What are your views on fraud by TPAs? Why are insurance companies not trying to build their own network of TPAs?

KV Karthik: Technically, TPA is nothing but a third-party agent. The health insurance industry has come out and said whether it is over-billing services or services not provided, inflation of bills, and collusion between third parties. These data sets have come to the fore, which will probably answer the question of who is the third party involved.

Sanjay Dutta: An ideal solution would be for insurers to have their own network of TPAs ​​and have an exclusive arrangement with hospitals. Now the issue is that the moment an insurer does this, the costs go up because insurers do not make much return on investment or equity because of the long gestation period for this business. We have seen insurers trying to exit due to lack of returns. Given this backdrop, if insurers increase the cost, it will increase the capital requirement and become a very unattractive sector for investors to come in.

How are these TPAs ​​forcing insurance companies to increase policy premiums?
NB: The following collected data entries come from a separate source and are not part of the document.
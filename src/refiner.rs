//! Root refinement for bracketed sign changes.
//!
//! Brent's method: inverse quadratic interpolation and secant steps for
//! speed, guarded by bisection so the bracket always shrinks.
//!
//! The refiner always works on the bracket in increasing time order. A
//! crossing scanned backward therefore goes through exactly the same
//! arithmetic as the same crossing scanned forward, which keeps event times
//! symmetric under time reversal.
//!
//! Reference: Brent, R.P. (1973). "Algorithms for Minimization without
//! Derivatives". Prentice-Hall.

use tracing::trace;

/// An interval known to contain a sign change.
#[derive(Debug, Clone, Copy, PartialEq)]
pub struct Bracket {
    /// Earlier end
    pub lo: f64,
    /// Later end
    pub hi: f64,
    /// Indicator at `lo`
    pub g_lo: f64,
    /// Indicator at `hi`
    pub g_hi: f64,
}

impl Bracket {
    /// Bracket from two samples given in any time order.
    pub fn new(ta: f64, ga: f64, tb: f64, gb: f64) -> Self {
        if ta <= tb {
            Self {
                lo: ta,
                hi: tb,
                g_lo: ga,
                g_hi: gb,
            }
        } else {
            Self {
                lo: tb,
                hi: ta,
                g_lo: gb,
                g_hi: ga,
            }
        }
    }
}

/// A localized root and the final bracket around it.
#[derive(Debug, Clone, Copy, PartialEq)]
pub struct Root {
    /// Best estimate of the crossing time
    pub t: f64,
    /// Indicator at `t`
    pub g: f64,
    /// Other end of the final bracket
    pub t_other: f64,
    /// Indicator at `t_other`
    pub g_other: f64,
    /// Iterations used
    pub iterations: usize,
}

impl Root {
    fn exact(t: f64) -> Self {
        Self {
            t,
            g: 0.0,
            t_other: t,
            g_other: 0.0,
            iterations: 0,
        }
    }

    /// Point of the final bracket lying past the crossing in scan order,
    /// with its indicator value.
    pub fn after_side(&self, forward: bool) -> (f64, f64) {
        if self.g == 0.0 {
            return (self.t, self.g);
        }
        let other_is_later = if forward {
            self.t_other > self.t
        } else {
            self.t_other < self.t
        };
        if other_is_later {
            (self.t_other, self.g_other)
        } else {
            (self.t, self.g)
        }
    }
}

/// Why a refinement failed.
#[derive(Debug, Clone, PartialEq)]
pub enum RefineFailure<E> {
    /// The indicator could not be evaluated
    Evaluation(E),
    /// The ends of the bracket have the same strict sign
    NotBracketed {
        /// Earlier end
        lo: f64,
        /// Later end
        hi: f64,
    },
    /// The iteration budget ran out
    MaxIterations {
        /// Earlier end of the best bracket
        lo: f64,
        /// Later end of the best bracket
        hi: f64,
        /// Best estimate
        best: f64,
        /// Iterations performed
        iterations: usize,
    },
}

/// Bracketing root solver with a time tolerance and an iteration budget.
#[derive(Debug, Clone, Copy, PartialEq)]
pub struct RootRefiner {
    /// Bracket width below which a root counts as localized
    pub threshold: f64,
    /// Iteration budget
    pub max_iterations: usize,
}

impl RootRefiner {
    /// Create a refiner.
    pub fn new(threshold: f64, max_iterations: usize) -> Self {
        Self {
            threshold,
            max_iterations,
        }
    }

    /// Narrow `bracket` until it is no wider than the threshold.
    ///
    /// The returned root lies within the threshold of the true sign change.
    pub fn refine<F, E>(&self, mut f: F, bracket: Bracket) -> Result<Root, RefineFailure<E>>
    where
        F: FnMut(f64) -> Result<f64, E>,
    {
        let Bracket {
            lo: mut a,
            hi: mut b,
            g_lo: mut fa,
            g_hi: mut fb,
        } = bracket;

        if fa * fb > 0.0 {
            return Err(RefineFailure::NotBracketed { lo: a, hi: b });
        }
        if fa == 0.0 {
            return Ok(Root::exact(a));
        }
        if fb == 0.0 {
            return Ok(Root::exact(b));
        }

        if fa.abs() < fb.abs() {
            std::mem::swap(&mut a, &mut b);
            std::mem::swap(&mut fa, &mut fb);
        }

        let tol = self.threshold;
        let mut c = a;
        let mut fc = fa;
        let mut mflag = true;
        let mut d = b - a;

        for iter in 0..self.max_iterations {
            // b is kept as the best estimate
            if fa.abs() < fb.abs() {
                std::mem::swap(&mut a, &mut b);
                std::mem::swap(&mut fa, &mut fb);
            }

            if fb == 0.0 || (b - a).abs() <= tol {
                trace!(t = b, width = (b - a).abs(), iter, "root localized");
                return Ok(Root {
                    t: b,
                    g: fb,
                    t_other: a,
                    g_other: fa,
                    iterations: iter + 1,
                });
            }

            let s = if fa != fc && fb != fc && fa != fb {
                // inverse quadratic interpolation
                a * fb * fc / ((fa - fb) * (fa - fc))
                    + b * fa * fc / ((fb - fa) * (fb - fc))
                    + c * fa * fb / ((fc - fa) * (fc - fb))
            } else if fb != fa {
                // secant
                b - fb * (b - a) / (fb - fa)
            } else {
                (a + b) / 2.0
            };

            let use_bisection = (s - (3.0 * a + b) / 4.0) * (s - b) > 0.0
                || (mflag && (s - b).abs() >= (b - c).abs() / 2.0)
                || (!mflag && (s - b).abs() >= (c - d).abs() / 2.0)
                || (mflag && (b - c).abs() < tol)
                || (!mflag && (c - d).abs() < tol);

            let s = if use_bisection {
                mflag = true;
                (a + b) / 2.0
            } else {
                mflag = false;
                s
            };

            let fs = f(s).map_err(RefineFailure::Evaluation)?;
            d = c;
            c = b;
            fc = fb;

            if fa * fs < 0.0 {
                b = s;
                fb = fs;
            } else {
                a = s;
                fa = fs;
            }
        }

        Err(RefineFailure::MaxIterations {
            lo: a.min(b),
            hi: a.max(b),
            best: if fa.abs() < fb.abs() { a } else { b },
            iterations: self.max_iterations,
        })
    }
}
Sanjay Dutta: There is no way to directly control the premium. Insurance companies can ensure only one standardized process for managing and resolving claims within the time frame of processing them. Also, reducing premiums by giving customers a choice of which services they want covered. Also, insurance companies need to work with regulatory bodies to see how these third-party charges can be best managed for the industry as a whole. Trying to do it in isolation didn’t work. We must accept that fraud will happen. We need to see how to reduce these incidents. Another approach is using AI capabilities to determine what risk might happen next and prevent it from happening. To think that we can live without fraud in the insurance sector is a utopian dream.

What is the motive behind exposing insurance fraud?
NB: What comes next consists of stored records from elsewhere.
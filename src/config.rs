//! Per-detector configuration.

use crate::error::{EventError, EventResult};

/// Default maximum check interval [s]
pub const DEFAULT_MAX_CHECK: f64 = 600.0;

/// Default convergence threshold [s]
pub const DEFAULT_THRESHOLD: f64 = 1e-6;

/// Default maximum number of root refinement iterations
pub const DEFAULT_MAX_ITERATIONS: usize = 100;

/// Which sign transitions a detector reacts to.
///
/// Directions are always physical-time directions: an increasing crossing
/// is one where `g` grows with time, whichever way the run propagates.
#[derive(Debug, Clone, Copy, PartialEq, Eq, Default)]
pub enum SlopeSelection {
    /// `g` goes from negative to positive
    Increasing,
    /// `g` goes from positive to negative
    Decreasing,
    /// Any crossing
    #[default]
    Both,
}

impl SlopeSelection {
    /// Whether a crossing in the given direction is visible.
    pub fn accepts(self, increasing: bool) -> bool {
        match self {
            SlopeSelection::Increasing => increasing,
            SlopeSelection::Decreasing => !increasing,
            SlopeSelection::Both => true,
        }
    }
}

/// Immutable detector parameters, validated on construction.
#[derive(Debug, Clone, Copy, PartialEq)]
pub struct DetectorConfig {
    max_check: f64,
    threshold: f64,
    max_iterations: usize,
    slope: SlopeSelection,
    remove_on_increasing: bool,
    remove_on_decreasing: bool,
}

impl Default for DetectorConfig {
    fn default() -> Self {
        Self {
            max_check: DEFAULT_MAX_CHECK,
            threshold: DEFAULT_THRESHOLD,
            max_iterations: DEFAULT_MAX_ITERATIONS,
            slope: SlopeSelection::Both,
            remove_on_increasing: false,
            remove_on_decreasing: false,
        }
    }
}

impl DetectorConfig {
    /// Create a configuration with the given sampling period and
    /// convergence threshold (both in seconds).
    ///
    /// Fails if either is non-positive or non-finite, or if the threshold
    /// is not strictly smaller than the check interval.
    pub fn new(max_check: f64, threshold: f64) -> EventResult<Self> {
        if !max_check.is_finite() || max_check <= 0.0 {
            return Err(EventError::configuration(format!(
                "max check interval must be positive and finite, got {max_check}"
            )));
        }
        if !threshold.is_finite() || threshold <= 0.0 {
            return Err(EventError::configuration(format!(
                "threshold must be positive and finite, got {threshold}"
            )));
        }
        if threshold >= max_check {
            return Err(EventError::configuration(format!(
                "threshold {threshold} must be smaller than max check interval {max_check}"
            )));
        }
        Ok(Self {
            max_check,
            threshold,
            ..Self::default()
        })
    }

    /// Set the root refinement iteration budget.
    pub fn with_max_iterations(mut self, max_iterations: usize) -> EventResult<Self> {
        if max_iterations == 0 {
            return Err(EventError::configuration(
                "max iteration count must be at least 1",
            ));
        }
        self.max_iterations = max_iterations;
        Ok(self)
    }

    /// Restrict the crossings the detector reacts to.
    pub fn with_slope(mut self, slope: SlopeSelection) -> Self {
        self.slope = slope;
        self
    }

    /// Deregister the detector after its first handled increasing crossing.
    pub fn remove_after_increasing(mut self) -> Self {
        self.remove_on_increasing = true;
        self
    }

    /// Deregister the detector after its first handled decreasing crossing.
    pub fn remove_after_decreasing(mut self) -> Self {
        self.remove_on_decreasing = true;
        self
    }

    /// Same parameters with a new sampling period and threshold.
    pub(crate) fn rescaled(self, max_check: f64, threshold: f64) -> EventResult<Self> {
        let base = Self::new(max_check, threshold)?;
        Ok(Self {
            max_check: base.max_check,
            threshold: base.threshold,
            ..self
        })
    }

    /// Maximum sampling period [s]
    pub fn max_check_interval(&self) -> f64 {
        self.max_check
    }

    /// Convergence threshold [s]
    pub fn threshold(&self) -> f64 {
        self.threshold
    }

    /// Root refinement iteration budget
    pub fn max_iteration_count(&self) -> usize {
        self.max_iterations
    }

    /// Slope selection
    pub fn slope_selection(&self) -> SlopeSelection {
        self.slope
    }

    /// Whether a handled crossing in this direction removes the detector.
    pub fn removes_after(&self, increasing: bool) -> bool {
        if increasing {
            self.remove_on_increasing
        } else {
            self.remove_on_decreasing
        }
    }
}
Sanjay Dutta: The main reason is the insufficiency of data. Data is unclear until one translates it with information and applied science. What has been done is a well-developed database where you can track the positions, and it becomes mandatory for all banks and financial institutions to list defaults. We don’t have this kind of setup from the insurance sector. This is only one reason, but this will give insurance companies more opportunities to say no. And to be honest, it would be a real deterrent for fraudsters when you combine it with very stringent KYC norms etc. This whole thing falls into a much more manageable scope of operation than it does today.
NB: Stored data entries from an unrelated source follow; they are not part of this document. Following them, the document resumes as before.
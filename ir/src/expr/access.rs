//! Tensor accesses.

use std::hash::{Hash, Hasher};

use smallvec::SmallVec;

use super::{AccessNode, ExprKind, ExprNode, ExprRef, IndexExpr};
use crate::Result;
use crate::index_var::IndexVar;
use crate::tensor::TensorVar;

/// Reference to a tensor under an index-variable tuple.
///
/// An `Access` is an expression (convert with `.into()`) and an assignment target:
/// [`Access::assign`] and [`Access::accumulate`] bind an expression to the accessed
/// tensor. Equality and hashing are by node identity, so two accesses built
/// separately from the same tensor and variables are different keys.
#[derive(Clone)]
pub struct Access(ExprRef);

impl Access {
    /// Caller guarantees `tensor.order() == index_vars.len()`.
    pub(crate) fn new(tensor: TensorVar, index_vars: SmallVec<[IndexVar; 4]>) -> Self {
        debug_assert_eq!(tensor.order(), index_vars.len());
        Self(ExprNode::new(ExprKind::Access(AccessNode { tensor, index_vars })))
    }

    /// Wrap an access node.
    ///
    /// # Panics
    ///
    /// Panics if `node` is not an access node.
    #[track_caller]
    pub fn from_node(node: ExprRef) -> Self {
        assert!(matches!(node.kind, ExprKind::Access(_)), "node {} is not an access", node.id);
        Self(node)
    }

    /// View `expr` as an access if its root is an access node.
    pub fn from_expr(expr: &IndexExpr) -> Option<Self> {
        let node = expr.node()?;
        matches!(node.kind, ExprKind::Access(_)).then(|| Self(node.clone()))
    }

    pub fn node(&self) -> &ExprRef {
        &self.0
    }

    fn data(&self) -> &AccessNode {
        match &self.0.kind {
            ExprKind::Access(access) => access,
            _ => unreachable!("access handle wraps a non-access node"),
        }
    }

    pub fn tensor_var(&self) -> &TensorVar {
        &self.data().tensor
    }

    pub fn index_vars(&self) -> &[IndexVar] {
        &self.data().index_vars
    }

    /// Bind `expr` to the accessed tensor (`A(i,j) = expr`).
    pub fn assign(&self, expr: impl Into<IndexExpr>) -> Result<()> {
        self.tensor_var().set_index_expression(self.index_vars().to_vec(), expr.into(), false)
    }

    /// Bind `expr` to the accessed tensor, accumulating into existing values
    /// (`A(i,j) += expr`).
    pub fn accumulate(&self, expr: impl Into<IndexExpr>) -> Result<()> {
        self.tensor_var().set_index_expression(self.index_vars().to_vec(), expr.into(), true)
    }
}

impl PartialEq for Access {
    fn eq(&self, other: &Self) -> bool {
        self.0.id == other.0.id
    }
}

impl Eq for Access {}

impl Hash for Access {
    fn hash<H: Hasher>(&self, state: &mut H) {
        self.0.id.hash(state);
    }
}

impl std::fmt::Debug for Access {
    fn fmt(&self, f: &mut std::fmt::Formatter<'_>) -> std::fmt::Result {
        write!(f, "Access(id={}, {})", self.0.id, self)
    }
}

impl From<Access> for IndexExpr {
    fn from(access: Access) -> Self {
        Self::from(access.0)
    }
}

impl From<&Access> for IndexExpr {
    fn from(access: &Access) -> Self {
        Self::from(&access.0)
    }
}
How can insurance fraud be reduced?

Sanjay Dutta: There are a few things to weigh, from an insurance perspective, make fraud a priority item for the board, not just for discussion, but for regular, ongoing policy, what are we doing so that this doesn’t become a CIO/CTO problem. The second is to develop a framework identifying different categories of frauds. The third is to establish best practices, both sharing and setting up a database as we do in banking for individual borrowers. Similarly, a database should be maintained for insurance providers and insured customers. This is for agencies or other parties who perpetrate fraud. So systematically, continue to attack the likelihood of where all the fraud may be occurring. Here are some suggestions on how the sector as a whole can reduce insurance fraud.